------ EXERCISE DATA ------

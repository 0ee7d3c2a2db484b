// OPCUA for Rust
// SPDX-License-Identifier: MPL-2.0
// Copyright (C) 2017-2024 Adam Lock

//! Contains the PubSub manager - the in-memory registry of every PubSub entity, the
//! enforcement of their relationships, and the freeze engine that turns a group into its
//! fixed realtime layout.
//!
//! The manager is single threaded by design; every publish tick, receive dispatch and
//! configuration change is serialized by the host's main loop. A multi-threaded host puts
//! the whole manager behind one coarse lock and the data plane still behaves as if single
//! threaded.

use std::time::Duration;

use crate::core::handle::Handle;
use crate::pubsub::publisher::{self, BuildMode};
use crate::pubsub::uadp::{
    DataSetFieldEncoding, OffsetBuffer, UadpDataSetMessageContentMask,
    UadpNetworkMessageContentMask,
};
use crate::types::{
    encoding::{DecodingOptions, EncodingResult},
    node_id::NodeId,
    status_code::StatusCode,
    variant::VariantTypeId,
};

use super::{
    connection::{PubSubConnection, PubSubConnectionConfig},
    data_set_reader::{DataSetReader, DataSetReaderConfig},
    data_set_writer::{DataSetWriter, DataSetWriterConfig},
    published_data_set::{DataSetFieldConfig, PublishedDataSet, PublishedDataSetConfig},
    reader_group::{ReaderGroup, ReaderGroupConfig},
    value_backend::{ValueBackend, ValueBackendRegistry},
    writer_group::{WriterGroup, WriterGroupConfig},
    PubSubId, PubSubRtLevel,
};

/// Network message mask bits a fixed layout cannot do without - they carry the match key.
const RT_REQUIRED_MASK: u32 = UadpNetworkMessageContentMask::PUBLISHER_ID.bits()
    | UadpNetworkMessageContentMask::GROUP_HEADER.bits()
    | UadpNetworkMessageContentMask::WRITER_GROUP_ID.bits()
    | UadpNetworkMessageContentMask::PAYLOAD_HEADER.bits();

/// Network message mask bits that change value every cycle and therefore have no place in
/// a frozen layout.
const RT_FORBIDDEN_MASK: u32 = UadpNetworkMessageContentMask::TIMESTAMP.bits()
    | UadpNetworkMessageContentMask::PICO_SECONDS.bits()
    | UadpNetworkMessageContentMask::PROMOTED_FIELDS.bits();

/// Same for the DataSetMessage header.
const RT_FORBIDDEN_DSM_MASK: u32 = UadpDataSetMessageContentMask::TIMESTAMP.bits()
    | UadpDataSetMessageContentMask::PICO_SECONDS.bits()
    | UadpDataSetMessageContentMask::STATUS.bits();

pub struct PubSubManager {
    connections: Vec<PubSubConnection>,
    data_sets: Vec<PublishedDataSet>,
    backends: ValueBackendRegistry,
    handles: Handle,
    decoding_options: DecodingOptions,
}

impl Default for PubSubManager {
    fn default() -> Self {
        Self::new()
    }
}
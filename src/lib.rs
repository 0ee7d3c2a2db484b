// OPCUA for Rust
// SPDX-License-Identifier: MPL-2.0
// Copyright (C) 2017-2024 Adam Lock

//! The PubSub data plane of OPC UA for Rust. This crate binds user visible variables to
//! periodic UADP NetworkMessages on the publishing side and decodes NetworkMessages back
//! into variables on the subscribing side, over pluggable transport channels (UDP multicast,
//! MQTT). A realtime fixed-offset mode precomputes the byte offset of every volatile field
//! so that each publish or receive cycle is an in-place patch of a pre-encoded buffer.
//!
//! The session / service layer of OPC UA, the information model and the scheduler live in
//! their own crates. This crate only assumes a host that calls the publish tick and receive
//! dispatch, and a value backend registry standing in for the address space.

#![allow(clippy::bool_assert_comparison)]
#![allow(clippy::float_cmp)]
// Status codes carry their standard OPC UA names
#![allow(non_upper_case_globals)]

#[macro_use]
extern crate bitflags;
#[macro_use]
extern crate lazy_static;
#[macro_use]
extern crate log;
#[macro_use]
extern crate serde_derive;

#[cfg(feature = "console-logging")]
pub mod console_logging;
pub mod core;
pub mod pubsub;
pub mod types;

pub mod prelude {
    pub use crate::core::handle::Handle;
    pub use crate::core::url::*;
    pub use crate::pubsub::core::*;
    pub use crate::pubsub::transport::*;
    pub use crate::types::*;
}
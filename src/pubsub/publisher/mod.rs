// OPCUA for Rust
// SPDX-License-Identifier: MPL-2.0
// Copyright (C) 2017-2024 Adam Lock

//! The publish pipeline - sample the fields of each writer's data set, build the
//! DataSetMessages, assemble the NetworkMessage. The realtime path never does any of
//! that after the freeze; it patches the group's pre-encoded buffer at the recorded
//! offsets instead.

use crate::pubsub::core::{
    DataSetField, DataSetWriter, PublishedDataSet, ValueBackendRegistry, WriterGroup,
};
use crate::pubsub::uadp::{
    DataSetFieldEncoding, DataSetMessage, DataSetMessageHeader, NetworkMessageOffsetKind,
    PublisherId, UadpDataSetMessageContentMask, UadpGroupHeader, UadpNetworkMessage,
    UadpNetworkMessageContentMask,
};
use crate::types::{
    date_time::DateTime,
    encoding::EncodingResult,
    status_code::StatusCode,
    variant::Variant,
};

/// What a network message is being built for. A tick advances sequence numbers and honours
/// writer enablement; a freeze template does neither, it fixes the layout of every writer
/// with the counters as they stand.
#[derive(Debug, Clone, Copy, PartialEq, Eq)]
pub enum BuildMode {
    Tick,
    FreezeTemplate,
}

/// Samples one field through its value source. A field with a static source loads the
/// caller's cell once; a node bound field goes through the value backend registry. A value
/// that cannot be read publishes as empty rather than stalling the whole group.
pub fn sample_field(field: &DataSetField, backends: &ValueBackendRegistry) -> Variant {
    if let Some(ref source) = field.config.static_value {
        source.get().value.clone().unwrap_or(Variant::Empty)
    } else {
        match backends.read_value(&field.config.published_variable) {
            Ok(value) => value.value.unwrap_or(Variant::Empty),
            Err(err) => {
                warn!(
                    "Field {} could not be sampled from {}, error {}",
                    field.id, field.config.published_variable, err
                );
                Variant::Empty
            }
        }
    }
}

/// Builds the DataSetMessage of one writer from sampled field values.
pub fn build_data_set_message(
    writer: &mut DataSetWriter,
    fields: &[Variant],
    mode: BuildMode,
) -> EncodingResult<DataSetMessage> {
    let mask = UadpDataSetMessageContentMask::validate(
        writer.config.message_settings.data_set_message_content_mask,
    )?;
    let sequence_number = if mask.contains(UadpDataSetMessageContentMask::SEQUENCE_NUMBER) {
        Some(match mode {
            BuildMode::Tick => writer.next_sequence_number(),
            BuildMode::FreezeTemplate => writer.sequence_number(),
        })
    } else {
        None
    };
    let header = DataSetMessageHeader {
        valid: true,
        field_encoding: writer.config.field_encoding,
        sequence_number,
        timestamp: mask
            .contains(UadpDataSetMessageContentMask::TIMESTAMP)
            .then(DateTime::now),
        picoseconds: mask
            .contains(UadpDataSetMessageContentMask::PICO_SECONDS)
            .then(|| 0),
        status: mask
            .contains(UadpDataSetMessageContentMask::STATUS)
            .then(|| (StatusCode::Good.bits() >> 16) as u16),
        config_major_version: mask
            .contains(UadpDataSetMessageContentMask::MAJOR_VERSION)
            .then(|| 1),
        config_minor_version: mask
            .contains(UadpDataSetMessageContentMask::MINOR_VERSION)
            .then(|| 0),
    };
    match writer.config.field_encoding {
        DataSetFieldEncoding::RawData => DataSetMessage::key_frame_raw(header, fields),
        DataSetFieldEncoding::Variant => Ok(DataSetMessage::key_frame(header, fields.to_vec())),
    }
}

/// Assembles the NetworkMessage of one group tick - one DataSetMessage per writer, in the
/// order the writers were added.
pub fn build_network_message(
    group: &mut WriterGroup,
    publisher_id: PublisherId,
    data_sets: &[PublishedDataSet],
    backends: &ValueBackendRegistry,
    mode: BuildMode,
) -> EncodingResult<UadpNetworkMessage> {
    let mask = UadpNetworkMessageContentMask::validate(
        group.config.message_settings.network_message_content_mask,
    )?;
    let writer_group_id = group.config.writer_group_id;
    let group_version = group.config.group_version;
    let group_sequence_number = if mask.contains(UadpNetworkMessageContentMask::SEQUENCE_NUMBER) {
        Some(match mode {
            BuildMode::Tick => group.next_sequence_number(),
            BuildMode::FreezeTemplate => group.sequence_number(),
        })
    } else {
        None
    };

    let mut writer_ids = Vec::new();
    let mut payload = Vec::new();
    for writer in group.writers_mut() {
        if mode == BuildMode::Tick && !writer.enabled {
            continue;
        }
        let data_set = data_sets
            .iter()
            .find(|d| d.id == writer.data_set)
            .ok_or_else(|| {
                error!(
                    "Writer {} references data set {} which does not exist",
                    writer.id, writer.data_set
                );
                StatusCode::BadConfigurationError
            })?;
        let fields = data_set
            .fields()
            .iter()
            .map(|f| sample_field(f, backends))
            .collect::<Vec<_>>();
        let dsm = build_data_set_message(writer, &fields, mode)?;
        writer_ids.push(writer.config.data_set_writer_id);
        payload.push(dsm);
    }

    let group_header = if mask.contains(UadpNetworkMessageContentMask::GROUP_HEADER) {
        Some(UadpGroupHeader {
            writer_group_id: mask
                .contains(UadpNetworkMessageContentMask::WRITER_GROUP_ID)
                .then(|| writer_group_id),
            group_version: mask
                .contains(UadpNetworkMessageContentMask::GROUP_VERSION)
                .then(|| group_version),
            network_message_number: mask
                .contains(UadpNetworkMessageContentMask::NETWORK_MESSAGE_NUMBER)
                .then(|| 1),
            sequence_number: group_sequence_number,
        })
    } else {
        None
    };

    Ok(UadpNetworkMessage {
        publisher_id: mask
            .contains(UadpNetworkMessageContentMask::PUBLISHER_ID)
            .then(|| publisher_id),
        dataset_class_id: None,
        group_header,
        dataset_payload_header: mask
            .contains(UadpNetworkMessageContentMask::PAYLOAD_HEADER)
            .then(|| writer_ids),
        timestamp: mask
            .contains(UadpNetworkMessageContentMask::TIMESTAMP)
            .then(DateTime::now),
        picoseconds: mask
            .contains(UadpNetworkMessageContentMask::PICO_SECONDS)
            .then(|| 0),
        payload,
    })
}

/// The realtime publish path. Walks the offset table of the frozen group - sequence
/// numbers advance in place, and every payload field is re-read from its static value
/// source and written over its patch site. Nothing else in the buffer changes.
pub fn patch_frozen_message(
    group: &mut WriterGroup,
    data_sets: &[PublishedDataSet],
) -> EncodingResult<()> {
    let entries = match group.offset_buffer() {
        Some(offset_buffer) => offset_buffer.offsets().to_vec(),
        None => {
            error!("Writer group {} has no frozen buffer", group.id);
            return Err(StatusCode::BadInvalidState);
        }
    };
    for (index, entry) in entries.iter().enumerate() {
        match entry.kind {
            NetworkMessageOffsetKind::GroupSequenceNumber => {
                let value = group.next_sequence_number();
                if let Some(offset_buffer) = group.offset_buffer_mut() {
                    offset_buffer.patch_u16(index, value)?;
                }
            }
            NetworkMessageOffsetKind::DataSetSequenceNumber { data_set } => {
                let value = group
                    .writers_mut()
                    .get_mut(data_set)
                    .ok_or(StatusCode::BadInternalError)?
                    .next_sequence_number();
                if let Some(offset_buffer) = group.offset_buffer_mut() {
                    offset_buffer.patch_u16(index, value)?;
                }
            }
            NetworkMessageOffsetKind::PayloadField { data_set, field, .. } => {
                let writer = group
                    .writers()
                    .get(data_set)
                    .ok_or(StatusCode::BadInternalError)?;
                let ds = data_sets
                    .iter()
                    .find(|d| d.id == writer.data_set)
                    .ok_or(StatusCode::BadConfigurationError)?;
                let ds_field = ds
                    .fields()
                    .get(field)
                    .ok_or(StatusCode::BadConfigurationError)?;
                let source = ds_field
                    .config
                    .static_value
                    .as_ref()
                    .ok_or(StatusCode::BadConfigurationError)?;
                let value = source.get().value.clone().ok_or_else(|| {
                    error!(
                        "Field {} of data set {} has no value to publish",
                        ds_field.id, ds.id
                    );
                    StatusCode::BadConfigurationError
                })?;
                if let Some(offset_buffer) = group.offset_buffer_mut() {
                    offset_buffer.patch_field(index, &value)?;
                }
            }
        }
    }
    Ok(())
}
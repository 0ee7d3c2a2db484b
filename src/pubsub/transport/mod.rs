// OPCUA for Rust
// SPDX-License-Identifier: MPL-2.0
// Copyright (C) 2017-2024 Adam Lock

//! The pluggable transport channels. A channel moves opaque byte buffers and knows nothing
//! about what is in them. Each transport implements the same small capability set rather
//! than inheriting shared state - opening is construction, everything else is a method.

use std::time::Duration;

use crate::types::status_code::StatusCode;

pub mod mqtt;
pub mod udp;

pub use mqtt::{MqttChannel, MqttClientSettings};
pub use udp::UdpChannel;

/// The capability set of a transport channel.
///
/// `send` hands a buffer to the transport - it returns `Ok` only when the bytes were
/// accepted, and promises no delivery beyond that. `receive` delivers zero or more buffers
/// to the callback within the timeout; a buffer is only valid for the duration of the
/// callback, which copies what it needs. Timeout expiry is not an error. `yield_once` is
/// the cooperative tick for channels that run their own protocol state; transports without
/// one treat it as a no-op.
pub trait PubSubChannel {
    fn send(&mut self, buf: &[u8]) -> Result<(), StatusCode>;

    fn receive(
        &mut self,
        timeout: Duration,
        on_message: &mut dyn FnMut(&[u8]),
    ) -> Result<(), StatusCode>;

    fn yield_once(&mut self, timeout: Duration) -> Result<(), StatusCode>;

    fn close(&mut self) -> Result<(), StatusCode>;
}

------

ASSIGNMENT:
From the data above, reproduce word for word the lines running from the line with "numbers and honours" to the line with "if let Some(ref", ends included.

TASK ANSWER:
/// What a network message is being built for. A tick advances sequence numbers and honours
/// writer enablement; a freeze template does neither, it fixes the layout of every writer
/// with the counters as they stand.
#[derive(Debug, Clone, Copy, PartialEq, Eq)]
pub enum BuildMode {
    Tick,
    FreezeTemplate,
}

/// Samples one field through its value source. A field with a static source loads the
/// caller's cell once; a node bound field goes through the value backend registry. A value
/// that cannot be read publishes as empty rather than stalling the whole group.
pub fn sample_field(field: &DataSetField, backends: &ValueBackendRegistry) -> Variant {
    if let Some(ref source) = field.config.static_value {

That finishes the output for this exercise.